Topic tags/keywords: kitchen table table dining table lacquer brushing lacquer pre-catylized lacquer repair lacquer finish lacquer finish sanding lacquer top coat topcoat lacquer topcoat lacquer top coat spray lacquer spraying lacquer spray gun sander finishing sanding traditional question

Hi! I am a stay-at-home mom, completely inexperienced with finishing, but financially unable to purchase new furniture at this time.

I bought a beautiful, large dining room claw foot table with a leaf for $100 a few years ago. At that time, the top finish and stain had been rubbed off from use and cleaning chemicals to bare wood over much of the table top surface. the legs and chairs are in acceptable condition. The finish on the leaf was not as badly damaged, but also had scratches and such.

A couple of months ago, I sanded down to the wood on the table top and leaf.
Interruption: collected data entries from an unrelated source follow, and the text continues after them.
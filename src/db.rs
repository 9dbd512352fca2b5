//! Main entry point for casedb.
//!
//! This module provides the `CaseDb` struct, the record-management contract
//! every caller goes through: one persisted JSON-array slot, identifier
//! assignment, point status updates, bulk replace.

use std::path::Path;
use std::sync::Arc;

use serde_json::Value;
use tracing::{debug, warn};

use casedb_core::clock::format_timestamp;
use casedb_core::demo;
use casedb_core::{
    Clock, Error, IdSource, Report, ReportDraft, Result, Status, StatusBreakdown, SystemClock,
    UuidIds,
};
use casedb_storage::{FileSlot, MemorySlot, Slot};

/// The case-report store.
///
/// Create one with [`CaseDb::open`], [`CaseDb::ephemeral`] or
/// [`CaseDb::builder`].
///
/// # Example
///
/// ```ignore
/// use casedb::prelude::*;
///
/// let db = CaseDb::open("./cases.json");
///
/// let report = db.create(ReportDraft { name: "Amina Bello".into(), ..Default::default() })?;
/// db.update_status(&report.id, Status::Investigating)?;
///
/// assert_eq!(db.list()[0].id, report.id);
/// ```
///
/// The store assumes a single writer. Slot backends are internally
/// thread-safe, but concurrent `CaseDb` users racing on read-modify-write
/// operations must bring their own serialization.
pub struct CaseDb {
    slot: Arc<dyn Slot>,
    ids: Arc<dyn IdSource>,
    clock: Arc<dyn Clock>,
}

impl CaseDb {
    /// Open a store backed by the JSON file at `path`.
    ///
    /// The file is created on first write; until then the store lists as
    /// empty.
    pub fn open(path: impl AsRef<Path>) -> Self {
        Self::builder().path(path).open()
    }

    /// Create an in-memory store with no disk I/O.
    ///
    /// All contents are lost when the store is dropped. Use for tests and
    /// throwaway sessions.
    pub fn ephemeral() -> Self {
        Self::builder().in_memory().open()
    }

    /// Create a builder for store configuration.
    ///
    /// # Example
    ///
    /// ```ignore
    /// let db = CaseDb::builder()
    ///     .path("./cases.json")
    ///     .id_source(SequencedIds::new())
    ///     .open();
    /// ```
    pub fn builder() -> CaseDbBuilder {
        CaseDbBuilder::new()
    }

    // =========================================================================
    // Record management
    // =========================================================================

    /// All records, newest first.
    ///
    /// Never fails: an absent or unreadable slot lists as empty, and so do
    /// contents that no longer decode as a report array. No distinction is
    /// made between "never written" and "empty".
    pub fn list(&self) -> Vec<Report> {
        let Some(raw) = self.read_slot() else {
            return Vec::new();
        };
        match serde_json::from_str(&raw) {
            Ok(reports) => reports,
            Err(e) => {
                warn!(error = %e, "slot contents undecodable, treating store as empty");
                Vec::new()
            }
        }
    }

    /// Create a new case from `draft`.
    ///
    /// Assigns a fresh identifier and a creation timestamp, prepends the
    /// record (so [`CaseDb::list`] stays newest-first), persists, and returns
    /// the fully populated record. Neither assigned field is ever changed
    /// afterwards. A slot read failure surfaces as [`Error::Storage`] and
    /// leaves the store untouched.
    pub fn create(&self, draft: ReportDraft) -> Result<Report> {
        let report = draft.into_report(
            self.ids.next_id(),
            format_timestamp(self.clock.now()),
        );
        let mut records = self.try_raw_records()?;
        records.insert(0, serde_json::to_value(&report)?);
        self.persist(&records)?;
        debug!(id = %report.id, "case created");
        Ok(report)
    }

    /// Replace the status of the case with `id`.
    ///
    /// Every other field, and every other record, is left untouched; order
    /// is preserved. An unknown `id` is a silent no-op by design, not an
    /// error. A slot read failure surfaces as [`Error::Storage`] and leaves
    /// the store untouched.
    pub fn update_status(&self, id: &str, status: Status) -> Result<()> {
        let mut records = self.try_raw_records()?;
        for record in &mut records {
            if let Some(object) = record.as_object_mut() {
                if object.get("id").and_then(Value::as_str) == Some(id) {
                    object.insert("status".into(), Value::String(status.as_str().into()));
                }
            }
        }
        self.persist(&records)?;
        debug!(%id, %status, "case status updated");
        Ok(())
    }

    /// Bulk import: replace the whole collection with `payload`.
    ///
    /// `payload` must parse as a JSON array; anything else fails with
    /// [`Error::MalformedImport`] and leaves the store unchanged. Element
    /// shape is not validated, and the payload is persisted verbatim.
    /// Returns the typed view of the imported records.
    pub fn replace_all(&self, payload: &str) -> Result<Vec<Report>> {
        let parsed: Value = serde_json::from_str(payload)
            .map_err(|e| Error::MalformedImport(e.to_string()))?;
        if !parsed.is_array() {
            return Err(Error::MalformedImport(format!(
                "expected a top-level array, got {}",
                json_type_name(&parsed)
            )));
        }
        self.slot.write(payload)?;
        debug!(count = parsed.as_array().map_or(0, Vec::len), "collection replaced by import");
        Ok(self.list())
    }

    /// Seed the store with `n` synthetic records, discarding prior contents.
    ///
    /// Names and locations cycle round-robin through the demo vocabulary;
    /// ages and statuses are random; timestamps step one hour backward from
    /// "now". Returns the batch, newest first.
    pub fn generate_demo_batch(&self, n: usize) -> Result<Vec<Report>> {
        let batch = demo::demo_batch(n, self.ids.as_ref(), self.clock.now());
        self.slot.write(&serde_json::to_string(&batch)?)?;
        debug!(count = batch.len(), "store seeded with demo batch");
        Ok(batch)
    }

    // =========================================================================
    // Import / export
    // =========================================================================

    /// The whole collection as a pretty-printed JSON array.
    pub fn export_json(&self) -> Result<String> {
        // Dump the raw records so fields outside the report shape survive
        Ok(serde_json::to_string_pretty(&self.raw_records())?)
    }

    /// Export file name for today, `casedb_export_<YYYY-MM-DD>.json`.
    pub fn export_file_name(&self) -> String {
        format!("casedb_export_{}.json", self.clock.now().format("%Y-%m-%d"))
    }

    /// Write the pretty-printed export to a file.
    pub fn export_to_path(&self, path: impl AsRef<Path>) -> Result<()> {
        let payload = self.export_json()?;
        std::fs::write(path, payload)?;
        Ok(())
    }

    /// Read a file's entire contents and [`CaseDb::replace_all`] with them.
    ///
    /// I/O failure surfaces as [`Error::Io`], parse failure as
    /// [`Error::MalformedImport`]; the store is unchanged on either.
    pub fn import_from_path(&self, path: impl AsRef<Path>) -> Result<Vec<Report>> {
        let payload = std::fs::read_to_string(path)?;
        self.replace_all(&payload)
    }

    // =========================================================================
    // Queries
    // =========================================================================

    /// Records whose name or location contains `query`, case-insensitively.
    ///
    /// An empty query returns everything, newest first.
    pub fn search(&self, query: &str) -> Vec<Report> {
        let reports = self.list();
        if query.is_empty() {
            return reports;
        }
        let needle = query.to_lowercase();
        reports
            .into_iter()
            .filter(|r| {
                r.name.to_lowercase().contains(&needle)
                    || r.location.to_lowercase().contains(&needle)
            })
            .collect()
    }

    /// Per-status counts over the current collection.
    pub fn status_breakdown(&self) -> StatusBreakdown {
        StatusBreakdown::of(&self.list())
    }

    // =========================================================================
    // Slot access
    // =========================================================================

    /// Raw slot contents; read failures log and read as never-written.
    fn read_slot(&self) -> Option<String> {
        match self.slot.read() {
            Ok(contents) => contents,
            Err(e) => {
                warn!(error = %e, "slot read failed, treating store as empty");
                None
            }
        }
    }

    /// The stored array as raw JSON values, preserving fields the typed
    /// view does not know about.
    fn raw_records(&self) -> Vec<Value> {
        let Some(raw) = self.read_slot() else {
            return Vec::new();
        };
        match serde_json::from_str(&raw) {
            Ok(records) => records,
            Err(e) => {
                warn!(error = %e, "slot contents undecodable, treating store as empty");
                Vec::new()
            }
        }
    }

    /// Like `raw_records`, but a transient slot read failure propagates
    /// instead of reading as empty: a mutation must not rebuild the
    /// collection from nothing because the backend hiccuped. Corrupt
    /// contents still read as empty, matching `list`.
    fn try_raw_records(&self) -> Result<Vec<Value>> {
        let Some(raw) = self.slot.read()? else {
            return Ok(Vec::new());
        };
        match serde_json::from_str(&raw) {
            Ok(records) => Ok(records),
            Err(e) => {
                warn!(error = %e, "slot contents undecodable, treating store as empty");
                Ok(Vec::new())
            }
        }
    }

    fn persist(&self, records: &[Value]) -> Result<()> {
        self.slot.write(&serde_json::to_string(records)?)
    }
}

fn json_type_name(value: &Value) -> &'static str {
    match value {
        Value::Null => "null",
        Value::Bool(_) => "a boolean",
        Value::Number(_) => "a number",
        Value::String(_) => "a string",
        Value::Array(_) => "an array",
        Value::Object(_) => "an object",
    }
}

/// Builder for store configuration.
///
/// Unset ports fall back to the defaults: an in-memory slot, UUID-derived
/// identifiers, the system clock.
///
/// # Example
///
/// ```ignore
/// // Production: file-backed
/// let db = CaseDb::builder().path("./cases.json").open();
///
/// // Tests: deterministic everything
/// let db = CaseDb::builder()
///     .in_memory()
///     .id_source(SequencedIds::new())
///     .clock(FixedClock::new(some_instant))
///     .open();
/// ```
pub struct CaseDbBuilder {
    slot: Option<Arc<dyn Slot>>,
    ids: Option<Arc<dyn IdSource>>,
    clock: Option<Arc<dyn Clock>>,
}

impl CaseDbBuilder {
    /// Create a new builder with default settings.
    pub fn new() -> Self {
        Self {
            slot: None,
            ids: None,
            clock: None,
        }
    }

    /// Back the store with the JSON file at `path`.
    pub fn path(mut self, path: impl AsRef<Path>) -> Self {
        self.slot = Some(Arc::new(FileSlot::new(path.as_ref())));
        self
    }

    /// Back the store with memory only (the default).
    pub fn in_memory(mut self) -> Self {
        self.slot = Some(Arc::new(MemorySlot::new()));
        self
    }

    /// Back the store with a caller-provided slot.
    pub fn slot(mut self, slot: Arc<dyn Slot>) -> Self {
        self.slot = Some(slot);
        self
    }

    /// Use a caller-provided identifier source.
    pub fn id_source(mut self, ids: impl IdSource + 'static) -> Self {
        self.ids = Some(Arc::new(ids));
        self
    }

    /// Use a caller-provided clock.
    pub fn clock(mut self, clock: impl Clock + 'static) -> Self {
        self.clock = Some(Arc::new(clock));
        self
    }

    /// Open the store.
    pub fn open(self) -> CaseDb {
        CaseDb {
            slot: self.slot.unwrap_or_else(|| Arc::new(MemorySlot::new())),
            ids: self.ids.unwrap_or_else(|| Arc::new(UuidIds)),
            clock: self.clock.unwrap_or_else(|| Arc::new(SystemClock)),
        }
    }
}

impl Default for CaseDbBuilder {
    fn default() -> Self {
        Self::new()
    }
}
//! Public types for the casedb API.
//!
//! Re-exports from the internal crates with a single clean surface.

// Record types
pub use casedb_core::report::{Report, ReportDraft, Status, StatusBreakdown};

// Identifier port
pub use casedb_core::id::{IdSource, SequencedIds, UuidIds, ID_PREFIX};

// Clock port and timestamp handling
pub use casedb_core::clock::{format_timestamp, parse_timestamp, Clock, FixedClock, SystemClock};

// Demo vocabulary
pub use casedb_core::demo::{DEMO_AGE_RANGE, DEMO_DESCRIPTION, DEMO_LOCATIONS, DEMO_NAMES};

// Storage port
pub use casedb_storage::{FileSlot, MemorySlot, Slot};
I then worked to match the stain closely and stained the top and leaf. I LOVED the way the stained top looked.

Then I made a poor decision from lack of experience and knowledge.

After spending a lot of hours researching, I read somewhere that lacquer would be the strongest top coat. I didn’t realize there were ‘different’ lacquers and purchase MinWax clear coat brushing lacquer from Walmart. I applied a first coat of 50/50 lacquer and lacquer thinner, then started coats just slightly thinned every 2 hours (sometimes overnight depending on my schedule). I put a total of 4 coats on the table top, disliking the result more and more as I went, but hoping it would get better.

I had some blushing and read to sand that out, so I did. Anyways, the end result was a very very lumpy topcoat with obvious brushstrokes and un-even appearance. some areas looked more opaque and milky than clear. From some angles and in low light, the table looks fair, but when the sun or light shines on it or at other angles, it looks uneven and milky in areas.

I have been trying to find out how best to repair this without adding too much cost to the project.

I have already sanded with 100 grit paper to remove ‘most’ of the hand brush lacquer.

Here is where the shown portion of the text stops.